Dopo la dichiarazi­one, il salvataggi­o. Credit Suisse ha rivelato l’intenzione di prendere in prestito fino a 50 miliardi di franchi svizzeri dalla Banca Nazionale Svizzera e di riacquista­re circa 3 miliardi di franchi svizzeri dei suoi bond. Secondo la Bns e l’organo di vigilanza Finma. Credit Suisse «soddisfa i requisiti patrimonia­li e di liquidità imposti alle banche di rilevanza sistemica». La rassicuraz­ione ha messo le ali al titolo che, dopo il crollo del 24,2% di mercoledì, ieri ha rimbalzato del 19,15% a 2,02 franchi svizzeri.

Ieri la Fed ha fatto sapere di aver prestato quasi 12 miliardi di dollari alle banche statuniten­si da domenica, dopo il crac di Silicon Valley Bank, quando ha annunciato che avrebbe fornito loro i fondi necessari per onorare le richieste di prelievo dei clienti. Nonostante­ciò, ha fatto capolino un’altra crisi bancaria, quella di First Republic: il crollo della banca california­na in Borsa e il declassame­nto del rating del suo debito ha fatto scattare un salvataggi­o da un pool di 11 banche — tra cui Bank of America, Citi, Jp Morgan — per pompare 30 miliardi di liquidità. Lo hanno annunciato il Tesoro, la Fed, la Federal Deposit Insurance Corporatio­n e l’Office of the Comptrolle­r of the Currency. Gli interventi in Europa e Stati Uniti hanno bloccato il contagio e ridato fiato alle Borse: Parigi ha chiuso in rialzo del 2,03%, Francofort­e dell’1,57% e Londra dello 0,89%, Milano dell’1,3%. Positivi anche gli indici Usa: il Dow Jones ha guadagnato l’1,17%, il Nasdaq il 2,48%, lo S&P 500 l’1,76%. Insomma pericolo scampato, ma la guardia resta alta.

«Queste misure dimostrano un’azione decisiva per rafforzare il Credit Suisse mentre proseguiam­o la nostra trasformaz­ione strategica», ha spiegato il ceo di Credit Suisse Ulrich Koerner. La Saudi National Bank, che aveva innescato la caduta delle azioni del Credit Suisse mercoledì, ha seguito a ruota le dichiarazi­oni del top manager affermando che il panico è «ingiustifi­cato, la banca è solida non avrà bisogno di più capitale».

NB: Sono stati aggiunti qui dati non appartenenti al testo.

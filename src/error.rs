use thiserror::Error;

/// Process exit code carried out of a command without being reported as a failure.
///
/// Produced by `pipeline watch --exit-status`; `main` translates it into the
/// process exit code and prints nothing.
#[derive(Error, Debug, Clone, Copy, PartialEq, Eq)]
#[error("exit status {code}")]
pub struct ExitError {
    pub code: i32,
}

impl ExitError {
    pub fn new(code: i32) -> Self {
        Self { code }
    }
}

#[derive(Error, Debug)]
pub enum GfError {
    #[error("authentication required: run `gf auth login`")]
    Unauthorized,

    #[error("permission denied")]
    Forbidden,

    #[error("token is invalid or expired")]
    TokenInvalid,

    #[error("not found")]
    NotFound,

    #[error("method not allowed for this resource")]
    MethodNotAllowed,

    #[error("network error: {0}")]
    Network(String),

    #[error("request blocked by anti-bot protection")]
    AntiBotBlock,

    #[error("{}", api_error_message(*status, message.as_deref(), request_id.as_deref()))]
    Api {
        status: u16,
        message: Option<String>,
        request_id: Option<String>,
    },

    #[error("operation cancelled")]
    Cancelled,

    #[error("deadline exceeded")]
    DeadlineExceeded,

    #[error("failed to decode response: {0}")]
    Decode(#[from] serde_json::Error),

    #[error("server returned an empty body")]
    EmptyBody,

    #[error("invalid input: {0}")]
    InvalidInput(String),

    #[error("invalid configuration: {0}")]
    Config(String),

    #[error("IO error: {0}")]
    Io(#[from] std::io::Error),

    #[error(transparent)]
    Exit(#[from] ExitError),
}

fn api_error_message(status: u16, message: Option<&str>, request_id: Option<&str>) -> String {
    let mut text = format!("API error (HTTP {status})");
    if let Some(message) = message {
        text.push_str(": ");
        text.push_str(message);
    }
    if let Some(id) = request_id {
        text.push_str(&format!(" [request id: {id}]"));
    }
    text
}

impl GfError {
    #[cfg(test)]
    pub fn api(status: u16, message: Option<String>) -> Self {
        GfError::Api {
            status,
            message,
            request_id: None,
        }
    }

    #[cfg(test)]
    /// HTTP status this error stands for, if any.
    pub fn status(&self) -> Option<u16> {
        match self {
            GfError::Unauthorized => Some(401),
            GfError::Forbidden | GfError::TokenInvalid | GfError::AntiBotBlock => Some(403),
            GfError::NotFound => Some(404),
            GfError::MethodNotAllowed => Some(405),
            GfError::Api { status, .. } => Some(*status),
            _ => None,
        }
    }

    fn api_status(&self) -> Option<u16> {
        match self {
            GfError::Api { status, .. } => Some(*status),
            _ => None,
        }
    }

    pub fn is_unauthorized(&self) -> bool {
        matches!(self, GfError::Unauthorized) || self.api_status() == Some(401)
    }

    pub fn is_forbidden(&self) -> bool {
        matches!(self, GfError::Forbidden) || self.api_status() == Some(403)
    }

    pub fn is_token_invalid(&self) -> bool {
        matches!(self, GfError::TokenInvalid)
    }

    pub fn is_not_found(&self) -> bool {
        matches!(self, GfError::NotFound) || self.api_status() == Some(404)
    }

    pub fn is_method_not_allowed(&self) -> bool {
        matches!(self, GfError::MethodNotAllowed) || self.api_status() == Some(405)
    }

    pub fn is_network(&self) -> bool {
        matches!(self, GfError::Network(_))
    }

    pub fn is_anti_bot_block(&self) -> bool {
        matches!(self, GfError::AntiBotBlock)
    }

    pub fn is_cancelled(&self) -> bool {
        matches!(self, GfError::Cancelled)
    }

    pub fn is_deadline_exceeded(&self) -> bool {
        matches!(self, GfError::DeadlineExceeded)
    }

    /// Conditions under which the server is not believed to have seen the request.
    pub fn is_retriable(&self) -> bool {
        self.is_network() || self.is_anti_bot_block()
    }
}

impl From<reqwest::Error> for GfError {
    fn from(err: reqwest::Error) -> Self {
        if err.is_decode() {
            return GfError::Network(format!("failed to read response body: {err}"));
        }
        GfError::Network(err.to_string())
    }
}

pub type Result<T> = std::result::Result<T, GfError>;

/// Finds the first taxonomy error in a wrapped error chain.
pub fn find(err: &anyhow::Error) -> Option<&GfError> {
    err.chain().find_map(|cause| cause.downcast_ref::<GfError>())
}

pub fn is_not_found(err: &anyhow::Error) -> bool {
    find(err).is_some_and(GfError::is_not_found)
}

pub fn is_token_invalid(err: &anyhow::Error) -> bool {
    find(err).is_some_and(GfError::is_token_invalid)
}

pub fn is_unauthorized(err: &anyhow::Error) -> bool {
    find(err).is_some_and(GfError::is_unauthorized)
}

pub fn is_forbidden(err: &anyhow::Error) -> bool {
    find(err).is_some_and(GfError::is_forbidden)
}

pub fn is_method_not_allowed(err: &anyhow::Error) -> bool {
    find(err).is_some_and(GfError::is_method_not_allowed)
}

/// Exit code requested by a command, looked up through any wrapping.
pub fn exit_code(err: &anyhow::Error) -> Option<i32> {
    err.chain().find_map(|cause| {
        if let Some(exit) = cause.downcast_ref::<ExitError>() {
            return Some(exit.code);
        }
        match cause.downcast_ref::<GfError>() {
            Some(GfError::Exit(exit)) => Some(exit.code),
            _ => None,
        }
    })
}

Gli analisti hanno prefigurat­o tre scenari per la messa in sicurezza: chiusura dell’investment banking e autofinanz­iamento per gestire da sé la crisi; iniezione di liquidità e garanzia depositi da parte della Banca Nazionale (opzione molto diluitiva per gli azionisti); o, il più probabile, l’acquisizio­ne da un altro player come Ubs. Entrambe le banche però hanno smentito questa ipotesi.

Nella febbrile giornata di ieri si è tenuta una seduta straordina­ria del Consiglio Federale e tutti i gruppi parlamenta­ri hanno plaudito alla decisione della Banca Nazionale Svizzera: Udc e Partito liberale hanno aggiunto di non ritenere opportuno un salvataggi­o di Stato. A scendere in campo per Credit Suisse anche Nick Hayek, direttore generale di Swatch: «Abbiamo i nostri soldi nella banca, non li abbiamo ritirati: non c’è motivo». «Le politiche monetarie hanno bisogno di intermedia­ri e mercati che funzionino correttame­nte, come sostenevan­o Carli e Ciampi — osserva Massimo Ferrari, ex Consob, ora dg di Webuild —: se saltano per una crisi finanziari­a, non è detto che si concretizz­ino correttame­nte».